This is to write a command to a floboss computer, because the floboss reads in another way than deltaV, (Most and least words)
If you are using a serial card or VIM to write these values, I believe there is an option in some of these drivers from Mynah to convert from little Endian to Big Endian, or vice versa, and maybe that is all you need, and you can avoid thie mess below. If so, I think you create a FP data set, and write the floating point number to the data set Register. The driver takes care of sorting the two registers in the right Order. As I recall there are options to change the order of the intgers and the order of the bits. Hopefully this will work for you with no custom code in the control module.
This sends me back a few years. I'll preface this with "you need to test this out".
First, you need to understand the structure of the 32 bit float number and how DeltaV uses internal parameters in calc blocks.
A float number is made up of several parts: Sign of the number, signed logarithm portion and the mantissa. DeltaV Float uses a 23 bit Mantissa (I think), an 8 bit signed logarithm and a sign bit for a total of 32 bits . In reality, you need to use the Mantissa size in the Flow Bos. you'll need to do some tests. so if you break this up into two integers, one will have the 16 least significant bits of the mantissa, the other will have the sign bits, logarithm and remaining 7 bits of the mantissa.
you cannot simply write the floating point number into a 32 bit integer as DeltaV will attempt to convert the float (say 1,341,560.0 to and integer 1342560, and these two numbers do not have the same bit pattern at all.
floats are represented by the logarithm portion plus the mantissa portion. As a number gets bigger, the sizeof the smallest possible increment changes. For instance, a number between 1 and 2 can increment by (X/1)*mantissa. Mantissa is 2^23= 8388608. If the number is say 1000, the logarithm will be 9, (2^9= 512). the logarithm therefore repressents 512 and the mantissa represents the balance of 488 for a total of 1000. The value of the mantissa is the ratio of 488/512 * 2^23=11110100000000000000000.

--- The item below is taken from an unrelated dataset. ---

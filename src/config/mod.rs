//! Project-level configuration.

pub mod settings;

pub use settings::Settings;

So the float bit pattern for 1000.0 is
0 00001001 11110100000000000000000
| | |
| | - Mantissa - represents 488 in this example
| - Signed Logarithm - represents 512 in this example
- Sign of number - is positive in this example.
I think that a sign bit of 1 is negative.

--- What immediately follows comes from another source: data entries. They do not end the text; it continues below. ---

//! Durable snapshot storage with atomic replace.
//!
//! Every commit writes the complete set of entries to a fresh temp file in
//! the vault's directory, syncs it, and renames it over the committed file.
//! A crash at any point leaves either the old or the new snapshot visible,
//! never a mix.  Blocking I/O runs on a worker thread with a deadline so a
//! stalled disk turns into an `IoFailure` instead of a hang.

use std::fs::{self, OpenOptions};
use std::io::Write;
use std::path::{Path, PathBuf};
use std::sync::atomic::{AtomicU64, Ordering};
use std::sync::mpsc::{self, RecvTimeoutError};
use std::thread;
use std::time::Duration;

use chrono::Utc;
use zeroize::{Zeroize, Zeroizing};

use super::entry::CredentialEntry;
use super::format::{self, StoredEntry, VaultHeader, CURRENT_VERSION};
use crate::crypto::{self, derive_master_key_with_params, generate_salt, Argon2Params, MasterKey};
use crate::errors::{KeycraftError, LogError, Result};

/// Default deadline for a single load or commit.
pub const DEFAULT_IO_TIMEOUT: Duration = Duration::from_secs(5);

static TEMP_COUNTER: AtomicU64 = AtomicU64::new(0);

/// Handle to one vault file.
pub struct PersistenceLog {
    path: PathBuf,
    header: VaultHeader,
    master_key: MasterKey,
    io_timeout: Duration,
}

impl PersistenceLog {
    /// Create a new, empty vault file at `path`.
    pub fn create(
        path: &Path,
        password: &[u8],
        argon2_params: &Argon2Params,
        io_timeout: Duration,
    ) -> Result<Self> {
        if path.exists() {
            return Err(KeycraftError::VaultAlreadyExists(path.to_path_buf()));
        }
        if let Some(parent) = path.parent().filter(|p| !p.as_os_str().is_empty()) {
            fs::create_dir_all(parent)?;
        }

        let salt = generate_salt();
        let master_key = master_key(password, &salt, argon2_params)?;
        let header = VaultHeader {
            version: CURRENT_VERSION,
            salt: salt.to_vec(),
            argon2_params: *argon2_params,
            created_at: Utc::now(),
        };

        let log = Self {
            path: path.to_path_buf(),
            header,
            master_key,
            io_timeout,
        };
        log.commit(std::iter::empty())?;

        tracing::info!(path = %path.display(), "created vault");
        Ok(log)
    }

    /// Open an existing vault file and derive its key from `password`.
    ///
    /// Only the header is parsed here; a wrong password is detected by
    /// the HMAC check in `load`.  The header is not authenticated yet, so
    /// its KDF params are bounds-checked before any key is derived.
    pub fn open(path: &Path, password: &[u8], io_timeout: Duration) -> Result<Self> {
        if !path.exists() {
            return Err(KeycraftError::VaultNotFound(path.to_path_buf()));
        }
        let data = read_bounded(path, io_timeout)?;
        let raw = format::decode(&data)?;

        let params = raw.header.argon2_params;
        params
            .validate()
            .map_err(|e| LogError::CorruptState(format!("header KDF params: {e}")))?;
        let master_key = master_key(password, &raw.header.salt, &params)
            .map_err(|e| LogError::CorruptState(format!("header KDF input: {e}")))?;

        Ok(Self {
            path: path.to_path_buf(),
            header: raw.header,
            master_key,
            io_timeout,
        })
    }

    /// Read and verify the latest committed snapshot.
    pub fn load(&self) -> std::result::Result<Vec<CredentialEntry>, LogError> {
        let data = read_bounded(&self.path, self.io_timeout)?;
        let raw = format::decode(&data)?;
        if raw.header.salt != self.header.salt {
            return Err(LogError::CorruptState(
                "vault file was replaced by a different vault".into(),
            ));
        }

        let hmac_key = self.hmac_key()?;
        let stored = raw.verified_entries(hmac_key.as_slice())?;

        let entries = stored
            .into_iter()
            .map(|s| self.open_entry(s))
            .collect::<std::result::Result<Vec<_>, _>>()?;

        tracing::debug!(count = entries.len(), "loaded snapshot");
        Ok(entries)
    }

    /// Atomically replace the committed snapshot with `entries`.
    pub fn commit<'a>(
        &self,
        entries: impl IntoIterator<Item = &'a CredentialEntry>,
    ) -> std::result::Result<(), LogError> {
        let mut stored = entries
            .into_iter()
            .map(|e| self.seal_entry(e))
            .collect::<std::result::Result<Vec<_>, _>>()?;
        stored.sort_by(|a, b| a.created_at.cmp(&b.created_at).then_with(|| a.id.cmp(&b.id)));

        let hmac_key = self.hmac_key()?;
        let bytes = format::encode(&self.header, &stored, hmac_key.as_slice())?;

        let tmp_path = self.temp_path();
        let tmp = run_bounded(self.io_timeout, "commit", move || {
            TempFile::write(tmp_path, &bytes)
        })?;
        // The rename stays on this thread, unbounded: a rename finishing
        // after a timeout would change the file after the caller rolled back.
        tmp.persist(&self.path)?;
        sync_dir(&self.path);

        tracing::debug!(count = stored.len(), "committed snapshot");
        Ok(())
    }

    pub fn path(&self) -> &Path {
        &self.path
    }

    pub fn header(&self) -> &VaultHeader {
        &self.header
    }

    pub fn io_timeout(&self) -> Duration {
        self.io_timeout
    }

    fn hmac_key(&self) -> std::result::Result<Zeroizing<[u8; 32]>, LogError> {
        self.master_key
            .hmac_key()
            .map_err(|e| LogError::IoFailure(e.to_string()))
    }

    fn seal_entry(&self, entry: &CredentialEntry) -> std::result::Result<StoredEntry, LogError> {
        let key = self
            .master_key
            .entry_key(&entry.id)
            .map_err(|e| LogError::IoFailure(e.to_string()))?;
        let encrypted_secret = crypto::encrypt(
            key.as_slice(),
            entry.secret_value().as_bytes(),
            entry.id.as_bytes(),
        )
        .map_err(|e| LogError::IoFailure(e.to_string()))?;

        Ok(StoredEntry {
            id: entry.id.clone(),
            name: entry.name.clone(),
            vendor: entry.vendor.clone(),
            encrypted_secret,
            base_url: entry.base_url.clone(),
            doc_url: entry.doc_url.clone(),
            code_snippets: entry.code_snippets.clone(),
            tags: entry.tags.clone(),
            notes: entry.notes.clone(),
            created_at: entry.created_at,
            updated_at: entry.updated_at,
        })
    }

    fn open_entry(&self, stored: StoredEntry) -> std::result::Result<CredentialEntry, LogError> {
        let key = self
            .master_key
            .entry_key(&stored.id)
            .map_err(|e| LogError::IoFailure(e.to_string()))?;
        let plaintext = crypto::decrypt(key.as_slice(), &stored.encrypted_secret, stored.id.as_bytes())
            .map_err(|_| {
                LogError::CorruptState(format!("secret of entry '{}' cannot be decrypted", stored.id))
            })?;
        let secret = String::from_utf8(plaintext).map_err(|e| {
            let mut bad = e.into_bytes();
            bad.zeroize();
            LogError::CorruptState(format!("secret of entry '{}' is not UTF-8", stored.id))
        })?;

        if stored.updated_at < stored.created_at {
            return Err(LogError::CorruptState(format!(
                "entry '{}' was updated before it was created",
                stored.id
            )));
        }

        Ok(CredentialEntry::from_parts(
            stored.id,
            stored.name,
            stored.vendor,
            Zeroizing::new(secret),
            stored.base_url,
            stored.doc_url,
            stored.code_snippets,
            stored.tags,
            stored.notes,
            stored.created_at,
            stored.updated_at,
        ))
    }

    /// Unique per commit, in the same directory so rename stays atomic.
    fn temp_path(&self) -> PathBuf {
        let parent = self.path.parent().unwrap_or(Path::new("."));
        let n = TEMP_COUNTER.fetch_add(1, Ordering::Relaxed);
        parent.join(format!(
            ".{}.{}.{n}.tmp",
            self.path.file_name().unwrap_or_default().to_string_lossy(),
            std::process::id()
        ))
    }
}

So to convert you need to evaluate the number and set the bits accordingly, and then combine them into the two 16 bit integers to send to the flow bos in the right order.
Create three parameters: Boolean for overall Sign, signed 8 bit integer for Log, and 32 bit integer for mantissa (this will store a 22 bit integer cleanly)
In CALC block:
set sign bit.(is number positive or negative)

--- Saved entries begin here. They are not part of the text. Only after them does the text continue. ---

//! JSON-RPC 2.0 envelope types for the command surface.
//!
//! Only the handful of shapes the surface needs; batches and
//! notifications are not supported.

use serde::{Deserialize, Serialize};
use serde_json::Value;

/// A JSON-RPC 2.0 request.
#[derive(Debug, Deserialize)]
pub struct Request {
    pub jsonrpc: String,
    pub method: String,
    #[serde(default)]
    pub params: Value,
    #[serde(default)]
    pub id: Value,
}

/// A JSON-RPC 2.0 response carrying either `result` or `error`.
#[derive(Debug, Serialize, Deserialize)]
pub struct Response {
    pub jsonrpc: String,
    #[serde(default, skip_serializing_if = "Option::is_none")]
    pub result: Option<Value>,
    #[serde(default, skip_serializing_if = "Option::is_none")]
    pub error: Option<RpcError>,
    pub id: Value,
}

#[derive(Debug, Serialize, Deserialize)]
pub struct RpcError {
    pub code: i32,
    pub message: String,
    #[serde(default, skip_serializing_if = "Option::is_none")]
    pub data: Option<Value>,
}

// Standard codes
pub const PARSE_ERROR: i32 = -32700;
pub const INVALID_REQUEST: i32 = -32600;
pub const METHOD_NOT_FOUND: i32 = -32601;
pub const INVALID_PARAMS: i32 = -32602;

// Application codes
pub const VALIDATION_ERROR: i32 = -32010;
pub const NOT_FOUND: i32 = -32011;
pub const PERSISTENCE_ERROR: i32 = -32012;
pub const UNAVAILABLE: i32 = -32013;
pub const INTERNAL_ERROR: i32 = -32603;

impl Response {
    pub fn success(id: Value, result: Value) -> Self {
        Self {
            jsonrpc: "2.0".to_string(),
            result: Some(result),
            error: None,
            id,
        }
    }

    pub fn error(id: Value, code: i32, message: impl Into<String>, data: Option<Value>) -> Self {
        Self {
            jsonrpc: "2.0".to_string(),
            result: None,
            error: Some(RpcError {
                code,
                message: message.into(),
                data,
            }),
            id,
        }
    }

    /// The id is unknown when the request could not be parsed.
    pub fn parse_error(message: impl Into<String>) -> Self {
        Self::error(Value::Null, PARSE_ERROR, message, None)
    }
}

impl Request {
    pub fn validate(&self) -> Result<(), String> {
        if self.jsonrpc != "2.0" {
            return Err("jsonrpc must be \"2.0\"".to_string());
        }
        if self.method.is_empty() {
            return Err("method must not be empty".to_string());
        }
        Ok(())
    }
}

#[cfg(test)]
mod tests {
    use super::*;

    #[test]
    fn request_without_params_defaults_to_null() {
        let req: Request = serde_json::from_str(r#"{"jsonrpc":"2.0","method":"list","id":1}"#).unwrap();
        assert_eq!(req.params, Value::Null);
        assert!(req.validate().is_ok());
    }

    #[test]
    fn wrong_version_is_invalid() {
        let req: Request = serde_json::from_str(r#"{"jsonrpc":"1.0","method":"list","id":1}"#).unwrap();
        assert!(req.validate().is_err());
    }

    #[test]
    fn success_and_error_are_exclusive() {
        let ok = serde_json::to_string(&Response::success(1.into(), serde_json::json!([]))).unwrap();
        assert!(ok.contains("\"result\"") && !ok.contains("\"error\""));

        let err = serde_json::to_string(&Response::error(1.into(), NOT_FOUND, "gone", None)).unwrap();
        assert!(!err.contains("\"result\"") && err.contains("-32011"));
    }
}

Determine log value. (2 ^ X) such that log is less than number and 2^ (X+1) is greater than number.
This also has to work from numbers smaller than 1. The log number range from -127 to 128, with
negative log used for numbers between -1 < y< 1.
Once log is determined, use it to calculate mantissa. (Number/Log)*Mantissa stored in 32 bit integer.
Now you can combine these numbers into the 2 integers.
most significant: start with sign, shift 9 spaces, bitwise OR with log, shift four more and and with 6 bits of mantissa. Read the mantissa and shift right 16 spaces and OR with log and sign. You need to be careful because all CALC block internal parameters are 32 bit floats. I'd do this in one assignment statement, but if you store nothing greater than 22 bits, the float will return those same 23 bits in the float parameter.
INT_MSB := (SHR ((SHR ('^/SIGNBIT, 9) || ('^/LOG.CV'),7)) || SHL('^/MANTISSA.CV',16)
INT_LSB= ('^/MANTISSA.CV) & 8388608)
Now you can send the two integers in the required order.
I am not 100% sure of the Mantissa size, but I think it needs to match the destination. Since I'm starting with a float, I can do this conversion and get two integers that will convert back to the float. IF I use the wrong Mantissa size (larger Log word), my result will lose on its resolution, but the float value will be accurate. So make sure you use the correct Mantissa size for the Flow bos 32 bit float. As long as your are using the same log/mantissa size when going back to Float, you'll be the right result.
Disclaimer. I did not prove this out. There may be a better approach, but this is what I recall dowing 10 years ago to solve this problem.
Andre Dicaire
In reply to Andre Dicaire:
This is a great answer, especially from memory! :-) I will only add that If you take the route of doing this all, you also need to watch out for a couple "special" numbers that floating point uses: [ S ] = Sign Bit [ X ] = Exponent [ M ] = Mantissa
To get even more information you can look up "Floating Point" or more specifically "IEEE 754" and there are a bunch of sites that can help out. Good luck!